Carsten Lange A better way to teach histograms, using the TeachHist package: I love it when a package just aims to do one thing and does that one thing well. {TeachHist} is that package - it runs a shiny app that teaches intro stats students the motivation and intuition behind histograms as a data viz tool, and how to read statistical properties of the data off of histograms. Purists will not like the design of the functions in the package (e.g., you have big functions with lots of arguments vs. modules composing a histogram like in {ggplot2}) but I really liked how this was designed with non-programmer students in mind.¹¹ I also really liked that the talk live-demoed the package/app, since that also demos the real-world case of when you’d be using it (live, in front of students).
Kirsten B. Gorman et al. The untold story of palmerpenguins: This talk was actually a call for a lot of self-reflection for me, because to be honest when {palmerpenguins} first came out and there was big hype around it on twitter, I didn’t understand really understand why. I thought, “it’s just a data package,” and found the dataset to be underwhelming (as in, it’s not exactly a big dataset). Of course, I’ve done a complete 180° since then and I adore this package now - the data just works for many different kinds of simple reprexes that I make for teaching and answering questions.¹² But also there’s the side of the “story of palmerpenguins” that’s not at all about the data itself, which was the focus of this talk - the side about the people and the community around this project and all the effort they put in to make palmerpenguins dethrone the iris dataset and get representation in other big-name places like tensorflow. Because, you know what? If someone asked me to make a data package go viral I’d have no idea where to even start, and that thought racing past my head while I was listening to this talk was really humbling. I guess that’s really what a lot of what making a good data package for pedagogical purposes is, right?¹³ Its partly about the actual data, but it’s also about the framing, the “marketing”, the cuteness factor of penguins, all the hand-made art, the awesome pkgdown website,¹⁴ and more. The fact that you can get people excited about a data package is insane, and I really liked hearing about all the small-to-big issues the {palmerpenguins} team had to think through.¹⁵ Like, did you know about palmerpenguins::path_to_file() for teaching students how to read in files from a path?

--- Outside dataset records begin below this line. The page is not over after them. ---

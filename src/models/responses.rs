use serde::{Deserialize, Serialize};
use crate::models::domain::DonorMatch;

/// Response for the matching endpoints
#[derive(Debug, Clone, Serialize, Deserialize)]
#[serde(rename_all = "camelCase")]
pub struct FindMatchesResponse {
    pub matches: Vec<DonorMatch>,
    pub total_candidates: usize,
    pub compatible_candidates: usize,
    pub imprecise_locations: usize,
    pub units_required: u32,
}

/// Health check response
#[derive(Debug, Clone, Serialize, Deserialize)]
pub struct HealthResponse {
    pub status: String,
    pub version: String,
    pub timestamp: chrono::DateTime<chrono::Utc>,
    pub donors: usize,
    pub donations: usize,
    pub requests: usize,
    pub cached_matches: u64,
}

/// Error response
#[derive(Debug, Clone, Serialize, Deserialize)]
#[serde(rename_all = "camelCase")]
pub struct ErrorResponse {
    pub error: String,
    pub message: String,
    pub status_code: u16,
}

/// Matches plus the model's re-ranking
#[derive(Debug, Clone, Serialize, Deserialize)]
#[serde(rename_all = "camelCase")]
pub struct SmartMatchingResponse {
    pub matches: Vec<DonorMatch>,
    pub ai_ranking: serde_json::Value,
}

#[derive(Debug, Clone, Serialize, Deserialize)]
#[serde(rename_all = "camelCase")]
pub struct BloodPredictionResponse {
    pub city: String,
    pub prediction: serde_json::Value,
    pub generated_at: chrono::DateTime<chrono::Utc>,
}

Building the R Community 1

Njoki Lucy et al. Building an R-Ladies community during the Covid-19 pandemic: I had been hearing A LOT about the RLadies Nairobi team on twitter (from Njoki, Shel, and others) leading up to this talk, and I’ve always been super impressed at their efforts. They’re so innovative and social-media-savvy despite being a new group. For example, a while back they hosted a Twitter Space¹⁶ and invited Shannon Pileggi for a chat. I I attended that and thought it was so impressive and creative - they have practically mastered the art of getting people together online. One big wow moment from the talk was that they apparently started planning the chapter before covid, and had to pivot to starting it online, all in the span of like half a year!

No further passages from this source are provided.